After a succession of jobs (retail clerk, jeweler, leatherworker, baker, seamstress, plant store owner and newspaper editor) she returned to school and earned a master's degree in Creative Arts Education from Rutgers University. As a writing center instructor at a New Jersey community college, she won the Innovator of the Year Award from the League for Innovation in Community Colleges for her part in the development of a program, Writers Read, which featured oral interpretation of the work of students, staff and faculty.

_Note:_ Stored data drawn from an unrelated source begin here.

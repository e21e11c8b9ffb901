// ============================================================
// Layer 5 — ResNet Backbone
// ============================================================
// Bottleneck ResNet (He et al., 2016). ResNet50 is the default:
//
//   stem     7×7/2 conv → BN → ReLU → 3×3/2 max-pool
//   stage 1  3 bottlenecks,  64 → 256 channels
//   stage 2  4 bottlenecks, 128 → 512 channels, stride 2
//   stage 3  6 bottlenecks, 256 → 1024 channels, stride 2
//   stage 4  3 bottlenecks, 512 → 2048 channels, stride 2
//   pool     global average → [batch, 2048]
//   fc       optional ImageNet classifier (stripped for multi-task use)
//
// The classifier is kept as an `Option` so a full pretrained
// record (with fc) can be loaded before it is stripped.
//
// Reference: Burn Book §3 (Building Blocks)

use burn::{
    nn::{
        conv::{Conv2d, Conv2dConfig},
        pool::{AdaptiveAvgPool2d, AdaptiveAvgPool2dConfig, MaxPool2d, MaxPool2dConfig},
        BatchNorm, BatchNormConfig, Linear, LinearConfig, PaddingConfig2d,
    },
    prelude::*,
    tensor::activation::relu,
};

const EXPANSION: usize = 4;

/// A pretrained-style feature extractor the multi-task model can sit on.
pub trait FeatureExtractor<B: Backend> {
    /// Width of the pooled feature vector
    fn feature_dim(&self) -> usize;

    /// images [batch, 3, H, W] → features [batch, feature_dim]
    fn forward_features(&self, images: Tensor<B, 4>) -> Tensor<B, 2>;
}

#[derive(Config, Debug)]
pub struct ResNetConfig {
    /// Bottleneck blocks per stage
    pub blocks: [usize; 4],
    /// Channels of the stem and of the first stage's bottleneck
    #[config(default = 64)]
    pub base_width: usize,
    /// Classes of the pretrained classifier head
    #[config(default = 1000)]
    pub num_classes: usize,
}

impl ResNetConfig {
    pub fn resnet50() -> Self {
        Self::new([3, 4, 6, 3])
    }

    pub fn feature_dim(&self) -> usize {
        self.base_width * 8 * EXPANSION
    }

    pub fn init<B: Backend>(&self, device: &B::Device) -> ResNet<B> {
        let w = self.base_width;
        let stem_conv: Conv2d<B> = Conv2dConfig::new([3, w], [7, 7])
            .with_stride([2, 2])
            .with_padding(PaddingConfig2d::Explicit(3, 3))
            .with_bias(false)
            .init(device);
        let stem_bn: BatchNorm<B, 2> = BatchNormConfig::new(w).init(device);
        let stem_pool = MaxPool2dConfig::new([3, 3])
            .with_strides([2, 2])
            .with_padding(PaddingConfig2d::Explicit(1, 1))
            .init();

        let mut in_channels = w;
        let mut stages = Vec::with_capacity(4);
        for (i, &count) in self.blocks.iter().enumerate() {
            let planes = w << i;
            let stride = if i == 0 { 1 } else { 2 };
            let stage: Vec<Bottleneck<B>> = (0..count)
                .map(|b| {
                    let block = Bottleneck::new(in_channels, planes, if b == 0 { stride } else { 1 }, device);
                    in_channels = planes * EXPANSION;
                    block
                })
                .collect();
            stages.push(stage);
        }

        ResNet {
            stem_conv,
            stem_bn,
            stem_pool,
            stages,
            pool: AdaptiveAvgPool2dConfig::new([1, 1]).init(),
            fc: Some(LinearConfig::new(self.feature_dim(), self.num_classes).init(device)),
            feature_dim: self.feature_dim(),
        }
    }
}

// ─── Bottleneck ───────────────────────────────────────────────────────────────
#[derive(Module, Debug)]
pub struct Downsample<B: Backend> {
    conv: Conv2d<B>,
    bn:   BatchNorm<B, 2>,
}

#[derive(Module, Debug)]
pub struct Bottleneck<B: Backend> {
    conv1:      Conv2d<B>,
    bn1:        BatchNorm<B, 2>,
    conv2:      Conv2d<B>,
    bn2:        BatchNorm<B, 2>,
    conv3:      Conv2d<B>,
    bn3:        BatchNorm<B, 2>,
    downsample: Option<Downsample<B>>,
}

impl<B: Backend> Bottleneck<B> {
    fn new(in_channels: usize, planes: usize, stride: usize, device: &B::Device) -> Self {
        let out_channels = planes * EXPANSION;
        let conv1x1 = |i: usize, o: usize, s: usize| -> Conv2d<B> {
            Conv2dConfig::new([i, o], [1, 1])
                .with_stride([s, s])
                .with_bias(false)
                .init(device)
        };

        let downsample = (stride != 1 || in_channels != out_channels).then(|| Downsample {
            conv: conv1x1(in_channels, out_channels, stride),
            bn:   BatchNormConfig::new(out_channels).init(device),
        });

        Self {
            conv1: conv1x1(in_channels, planes, 1),
            bn1:   BatchNormConfig::new(planes).init(device),
            conv2: Conv2dConfig::new([planes, planes], [3, 3])
                .with_stride([stride, stride])
                .with_padding(PaddingConfig2d::Explicit(1, 1))
                .with_bias(false)
                .init(device),
            bn2:   BatchNormConfig::new(planes).init(device),
            conv3: conv1x1(planes, out_channels, 1),
            bn3:   BatchNormConfig::new(out_channels).init(device),
            downsample,
        }
    }

    fn forward(&self, x: Tensor<B, 4>) -> Tensor<B, 4> {
        let identity = match &self.downsample {
            Some(ds) => ds.bn.forward(ds.conv.forward(x.clone())),
            None => x.clone(),
        };
        let out = relu(self.bn1.forward(self.conv1.forward(x)));
        let out = relu(self.bn2.forward(self.conv2.forward(out)));
        let out = self.bn3.forward(self.conv3.forward(out));
        relu(out + identity)
    }
}

// ─── ResNet ───────────────────────────────────────────────────────────────────
#[derive(Module, Debug)]
pub struct ResNet<B: Backend> {
    stem_conv:   Conv2d<B>,
    stem_bn:     BatchNorm<B, 2>,
    stem_pool:   MaxPool2d,
    stages:      Vec<Vec<Bottleneck<B>>>,
    pool:        AdaptiveAvgPool2d,
    fc:          Option<Linear<B>>,
    feature_dim: usize,
}

impl<B: Backend> ResNet<B> {
    /// Drop the final classification layer, keeping only the trunk.
    pub fn strip_classifier(self) -> Self {
        Self { fc: None, ..self }
    }
}

impl<B: Backend> FeatureExtractor<B> for ResNet<B> {
    fn feature_dim(&self) -> usize {
        self.feature_dim
    }

    fn forward_features(&self, images: Tensor<B, 4>) -> Tensor<B, 2> {
        let x = relu(self.stem_bn.forward(self.stem_conv.forward(images)));
        let mut x = self.stem_pool.forward(x);
        for stage in &self.stages {
            for block in stage {
                x = block.forward(x);
            }
        }
        // [batch, C, 1, 1] → [batch, C]
        self.pool.forward(x).flatten::<2>(1, 3)
    }
}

Since taking early retirement, she moved to Maine where she gives priority to her creative life. She is a poet and author and continues to teach at writing conferences throughout New England and the mid-Atlantic area including over twenty years for the International Women's Writing Guild. She hosts the weekly feature, The Poetry Pantry, on WERU FM radio in Orland, Maine, and has developed A Little Box of Possibilities, prompts for writing practice™ and The Write Deck, images for writing practice™.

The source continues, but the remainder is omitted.